__Exercise materials__
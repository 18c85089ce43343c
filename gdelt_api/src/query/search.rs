use chrono::NaiveDate;
use serde::Serialize;

use crate::{dates, Error};

use super::classify::{classify, QueryKind};
use super::granularity::Granularity;
use super::mode::{ModeHint, ModeResolution};
use super::request::GdeltRequest;

/// Default look-back window, in days.
pub const DEFAULT_WINDOW_DAYS: i64 = 30;

/// A user search: free text over an ISO date range.
#[derive(Clone, Debug, PartialEq, Eq, Serialize)]
pub struct SearchQuery {
    pub text: String,
    /// Start date, `YYYY-MM-DD`.
    pub from: String,
    /// End date, `YYYY-MM-DD`.
    pub to: String,
    pub granularity: Granularity,
    pub mode_hint: Option<ModeHint>,
}

impl SearchQuery {
    pub fn new(text: &str, from: &str, to: &str) -> Self {
        Self {
            text: text.to_string(),
            from: from.to_string(),
            to: to.to_string(),
            granularity: Granularity::Auto,
            mode_hint: None,
        }
    }

    /// Empty query over the `days` days ending on `today`.
    pub fn last_days(days: i64, today: NaiveDate) -> Self {
        let (from, to) = dates::last_n_days(days, today);
        Self::new("", &from, &to)
    }

    /// The default search: last 30 days, no text, auto granularity.
    pub fn default_for(today: NaiveDate) -> Self {
        Self::last_days(DEFAULT_WINDOW_DAYS, today)
    }

    pub fn with_granularity(mut self, granularity: Granularity) -> Self {
        self.granularity = granularity;
        self
    }

    pub fn with_mode_hint(mut self, mode_hint: ModeHint) -> Self {
        self.mode_hint = Some(mode_hint);
        self
    }

    pub fn kind(&self) -> QueryKind {
        classify(&self.text)
    }

    pub fn resolve(&self) -> ModeResolution {
        ModeResolution::resolve(&self.kind(), self.mode_hint)
    }

    /// Classifies, resolves and builds the outbound request in one go.
    pub fn to_request(&self) -> Result<GdeltRequest, Error> {
        GdeltRequest::build(&self.resolve(), self)
    }

    /// The same search over the preceding window of equal length.
    pub fn previous_period(&self) -> Option<SearchQuery> {
        let (from, to) = dates::previous_period(&self.from, &self.to)?;
        Some(Self {
            from,
            to,
            ..self.clone()
        })
    }
}
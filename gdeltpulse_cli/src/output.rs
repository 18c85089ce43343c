use std::collections::HashMap;

use anyhow::Result;
use gdeltpulse_lib::{DashboardSnapshot, EventRecord};
use serde::Serialize;
use tabled::settings::Style;
use tabled::{Table, Tabled};

#[derive(Clone, Debug)]
pub enum OutputFormat {
    Table,
    Json,
    Csv,
    Markdown,
}

#[derive(Tabled, Serialize)]
struct KpiRow {
    #[tabled(rename = "KPI")]
    #[serde(rename = "KPI")]
    name: String,
    #[tabled(rename = "Value")]
    #[serde(rename = "Value")]
    value: String,
}

#[derive(Tabled, Serialize)]
struct SeriesRow {
    #[tabled(rename = "Date")]
    #[serde(rename = "Date")]
    date: String,
    #[tabled(rename = "Value")]
    #[serde(rename = "Value")]
    value: String,
    #[tabled(rename = "Moving Avg")]
    #[serde(rename = "Moving Avg")]
    moving_average: String,
    #[tabled(rename = "Sentiment")]
    #[serde(rename = "Sentiment")]
    sentiment: String,
}

#[derive(Tabled, Serialize)]
struct EventRow {
    #[tabled(rename = "Date")]
    #[serde(rename = "Date")]
    date: String,
    #[tabled(rename = "Title")]
    #[serde(rename = "Title")]
    title: String,
    #[tabled(rename = "Tone")]
    #[serde(rename = "Tone")]
    tone: String,
    #[tabled(rename = "Impact")]
    #[serde(rename = "Impact")]
    impact: String,
    #[tabled(rename = "Source")]
    #[serde(rename = "Source")]
    source: String,
}

// -- Row builders --

fn build_kpi_rows(snapshot: &DashboardSnapshot) -> Vec<KpiRow> {
    let kpis = &snapshot.kpis;
    vec![
        KpiRow {
            name: "Volume".to_string(),
            value: format_volume(kpis.volume),
        },
        KpiRow {
            name: "Avg sentiment".to_string(),
            value: format!("{:.2}", kpis.sentiment_avg),
        },
        KpiRow {
            name: "vs previous period".to_string(),
            value: format_delta(kpis.delta_vs_prev),
        },
    ]
}

fn build_series_rows(snapshot: &DashboardSnapshot) -> Vec<SeriesRow> {
    let sentiment: HashMap<&str, f64> = snapshot
        .sentiment_series
        .iter()
        .map(|p| (p.date.as_str(), p.value))
        .collect();
    snapshot
        .series
        .iter()
        .zip(snapshot.moving_average.iter())
        .map(|(point, avg)| SeriesRow {
            date: point.date.clone(),
            value: format_number(point.value),
            moving_average: format!("{:.2}", avg.value),
            sentiment: format_optional(sentiment.get(point.date.as_str()).copied()),
        })
        .collect()
}

fn build_event_rows(events: &[EventRecord]) -> Vec<EventRow> {
    events
        .iter()
        .map(|e| EventRow {
            date: e.date.clone(),
            title: e.title.clone(),
            tone: format_optional(e.tone),
            impact: format_optional(e.impact),
            source: e.source.clone().unwrap_or_default(),
        })
        .collect()
}

fn dashboard_tables(snapshot: &DashboardSnapshot, with_series: bool) -> Vec<Table> {
    let mut tables = vec![Table::new(build_kpi_rows(snapshot))];
    if with_series {
        tables.push(Table::new(build_series_rows(snapshot)));
    }
    tables.push(Table::new(build_event_rows(&snapshot.events)));
    tables
}

// -- Table output --

pub fn print_dashboard_table(snapshot: &DashboardSnapshot, with_series: bool) {
    for table in dashboard_tables(snapshot, with_series) {
        println!("{}\n", table);
    }
}

// -- Markdown output --

pub fn print_dashboard_markdown(snapshot: &DashboardSnapshot, with_series: bool) {
    for mut table in dashboard_tables(snapshot, with_series) {
        table.with(Style::markdown());
        println!("{}\n", table);
    }
}

// -- CSV output --

pub fn print_series_csv(snapshot: &DashboardSnapshot) -> Result<()> {
    let mut wtr = csv::Writer::from_writer(std::io::stdout());
    for row in build_series_rows(snapshot) {
        wtr.serialize(row)?;
    }
    wtr.flush()?;
    Ok(())
}

pub fn print_events_csv(events: &[EventRecord]) -> Result<()> {
    let mut wtr = csv::Writer::from_writer(std::io::stdout());
    for row in build_event_rows(events) {
        wtr.serialize(row)?;
    }
    wtr.flush()?;
    Ok(())
}

// -- JSON output --

pub fn print_json<T: serde::Serialize>(data: &T) {
    match serde_json::to_string_pretty(data) {
        Ok(json) => println!("{}", json),
        Err(e) => eprintln!("Failed to serialize to JSON: {}", e),
    }
}

fn format_volume(value: f64) -> String {
    if value >= 1_000_000.0 {
        format!("{:.1}M", value / 1_000_000.0)
    } else if value >= 1_000.0 {
        format!("{:.1}K", value / 1_000.0)
    } else {
        format_number(value)
    }
}

/// Integral values without decimals, everything else to two places.
fn format_number(value: f64) -> String {
    if value.fract() == 0.0 {
        format!("{:.0}", value)
    } else {
        format!("{:.2}", value)
    }
}

fn format_delta(delta: f64) -> String {
    format!("{:+.1}%", delta * 100.0)
}

fn format_optional(value: Option<f64>) -> String {
    value.map(|v| format!("{:.2}", v)).unwrap_or_default()
}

__Required work__
All records should be written out again exactly as given.

__Answer space__
repository 18c85089ce43343c
filename gdelt_api/src/query/search.rs
use chrono::NaiveDate;
use serde::Serialize;

use crate::{dates, Error};

use super::classify::{classify, QueryKind};
use super::granularity::Granularity;
use super::mode::{ModeHint, ModeResolution};
use super::request::GdeltRequest;

/// Default look-back window, in days.
pub const DEFAULT_WINDOW_DAYS: i64 = 30;

/// A user search: free text over an ISO date range.
#[derive(Clone, Debug, PartialEq, Eq, Serialize)]
pub struct SearchQuery {
    pub text: String,
    /// Start date, `YYYY-MM-DD`.
    pub from: String,
    /// End date, `YYYY-MM-DD`.
    pub to: String,
    pub granularity: Granularity,
    pub mode_hint: Option<ModeHint>,
}

impl SearchQuery {
    pub fn new(text: &str, from: &str, to: &str) -> Self {
        Self {
            text: text.to_string(),
            from: from.to_string(),
            to: to.to_string(),
            granularity: Granularity::Auto,
            mode_hint: None,
        }
    }

    /// Empty query over the `days` days ending on `today`.
    pub fn last_days(days: i64, today: NaiveDate) -> Self {
        let (from, to) = dates::last_n_days(days, today);
        Self::new("", &from, &to)
    }

    /// The default search: last 30 days, no text, auto granularity.
    pub fn default_for(today: NaiveDate) -> Self {
        Self::last_days(DEFAULT_WINDOW_DAYS, today)
    }

    pub fn with_granularity(mut self, granularity: Granularity) -> Self {
        self.granularity = granularity;
        self
    }

    pub fn with_mode_hint(mut self, mode_hint: ModeHint) -> Self {
        self.mode_hint = Some(mode_hint);
        self
    }

    pub fn kind(&self) -> QueryKind {
        classify(&self.text)
    }

    pub fn resolve(&self) -> ModeResolution {
        ModeResolution::resolve(&self.kind(), self.mode_hint)
    }

    /// Classifies, resolves and builds the outbound request in one go.
    pub fn to_request(&self) -> Result<GdeltRequest, Error> {
        GdeltRequest::build(&self.resolve(), self)
    }

    /// The same search over the preceding window of equal length.
    pub fn previous_period(&self) -> Option<SearchQuery> {
        let (from, to) = dates::previous_period(&self.from, &self.to)?;
        Some(Self {
            from,
            to,
            ..self.clone()
        })
    }
}
filename gdeltpulse_cli/src/output.rs
repository 18c85089ce43343c
use std::collections::HashMap;

use anyhow::Result;
use gdeltpulse_lib::{DashboardSnapshot, EventRecord};
use serde::Serialize;
use tabled::settings::Style;
use tabled::{Table, Tabled};

#[derive(Clone, Debug)]
pub enum OutputFormat {
    Table,
    Json,
    Csv,
    Markdown,
}

#[derive(Tabled, Serialize)]
struct KpiRow {
    #[tabled(rename = "KPI")]
    #[serde(rename = "KPI")]
    name: String,
    #[tabled(rename = "Value")]
    #[serde(rename = "Value")]
    value: String,
}

#[derive(Tabled, Serialize)]
struct SeriesRow {
    #[tabled(rename = "Date")]
    #[serde(rename = "Date")]
    date: String,
    #[tabled(rename = "Value")]
    #[serde(rename = "Value")]
    value: String,
    #[tabled(rename = "Moving Avg")]
    #[serde(rename = "Moving Avg")]
    moving_average: String,
    #[tabled(rename = "Sentiment")]
    #[serde(rename = "Sentiment")]
    sentiment: String,
}

#[derive(Tabled, Serialize)]
struct EventRow {
    #[tabled(rename = "Date")]
    #[serde(rename = "Date")]
    date: String,
    #[tabled(rename = "Title")]
    #[serde(rename = "Title")]
    title: String,
    #[tabled(rename = "Tone")]
    #[serde(rename = "Tone")]
    tone: String,
    #[tabled(rename = "Impact")]
    #[serde(rename = "Impact")]
    impact: String,
    #[tabled(rename = "Source")]
    #[serde(rename = "Source")]
    source: String,
}

// -- Row builders --

fn build_kpi_rows(snapshot: &DashboardSnapshot) -> Vec<KpiRow> {
    let kpis = &snapshot.kpis;
    vec![
        KpiRow {
            name: "Volume".to_string(),
            value: format_volume(kpis.volume),
        },
        KpiRow {
            name: "Avg sentiment".to_string(),
            value: format!("{:.2}", kpis.sentiment_avg),
        },
        KpiRow {
            name: "vs previous period".to_string(),
            value: format_delta(kpis.delta_vs_prev),
        },
    ]
}

fn build_series_rows(snapshot: &DashboardSnapshot) -> Vec<SeriesRow> {
    let sentiment: HashMap<&str, f64> = snapshot
        .sentiment_series
        .iter()
        .map(|p| (p.date.as_str(), p.value))
        .collect();
    snapshot
        .series
        .iter()
        .zip(snapshot.moving_average.iter())
        .map(|(point, avg)| SeriesRow {
            date: point.date.clone(),
            value: format_number(point.value),
            moving_average: format!("{:.2}", avg.value),
            sentiment: format_optional(sentiment.get(point.date.as_str()).copied()),
        })
        .collect()
}

fn build_event_rows(events: &[EventRecord]) -> Vec<EventRow> {
    events
        .iter()
        .map(|e| EventRow {
            date: e.date.clone(),
            title: e.title.clone(),
            tone: format_optional(e.tone),
            impact: format_optional(e.impact),
            source: e.source.clone().unwrap_or_default(),
        })
        .collect()
}

fn dashboard_tables(snapshot: &DashboardSnapshot, with_series: bool) -> Vec<Table> {
    let mut tables = vec![Table::new(build_kpi_rows(snapshot))];
    if with_series {
        tables.push(Table::new(build_series_rows(snapshot)));
    }
    tables.push(Table::new(build_event_rows(&snapshot.events)));
    tables
}

// -- Table output --

pub fn print_dashboard_table(snapshot: &DashboardSnapshot, with_series: bool) {
    for table in dashboard_tables(snapshot, with_series) {
        println!("{}\n", table);
    }
}

// -- Markdown output --

pub fn print_dashboard_markdown(snapshot: &DashboardSnapshot, with_series: bool) {
    for mut table in dashboard_tables(snapshot, with_series) {
        table.with(Style::markdown());
        println!("{}\n", table);
    }
}

// -- CSV output --

pub fn print_series_csv(snapshot: &DashboardSnapshot) -> Result<()> {
    let mut wtr = csv::Writer::from_writer(std::io::stdout());
    for row in build_series_rows(snapshot) {
        wtr.serialize(row)?;
    }
    wtr.flush()?;
    Ok(())
}

pub fn print_events_csv(events: &[EventRecord]) -> Result<()> {
    let mut wtr = csv::Writer::from_writer(std::io::stdout());
    for row in build_event_rows(events) {
        wtr.serialize(row)?;
    }
    wtr.flush()?;
    Ok(())
}

// -- JSON output --

pub fn print_json<T: serde::Serialize>(data: &T) {
    match serde_json::to_string_pretty(data) {
        Ok(json) => println!("{}", json),
        Err(e) => eprintln!("Failed to serialize to JSON: {}", e),
    }
}

fn format_volume(value: f64) -> String {
    if value >= 1_000_000.0 {
        format!("{:.1}M", value / 1_000_000.0)
    } else if value >= 1_000.0 {
        format!("{:.1}K", value / 1_000.0)
    } else {
        format_number(value)
    }
}

/// Integral values without decimals, everything else to two places.
fn format_number(value: f64) -> String {
    if value.fract() == 0.0 {
        format!("{:.0}", value)
    } else {
        format!("{:.2}", value)
    }
}

fn format_delta(delta: f64) -> String {
    format!("{:+.1}%", delta * 100.0)
}

fn format_optional(value: Option<f64>) -> String {
    value.map(|v| format!("{:.2}", v)).unwrap_or_default()
}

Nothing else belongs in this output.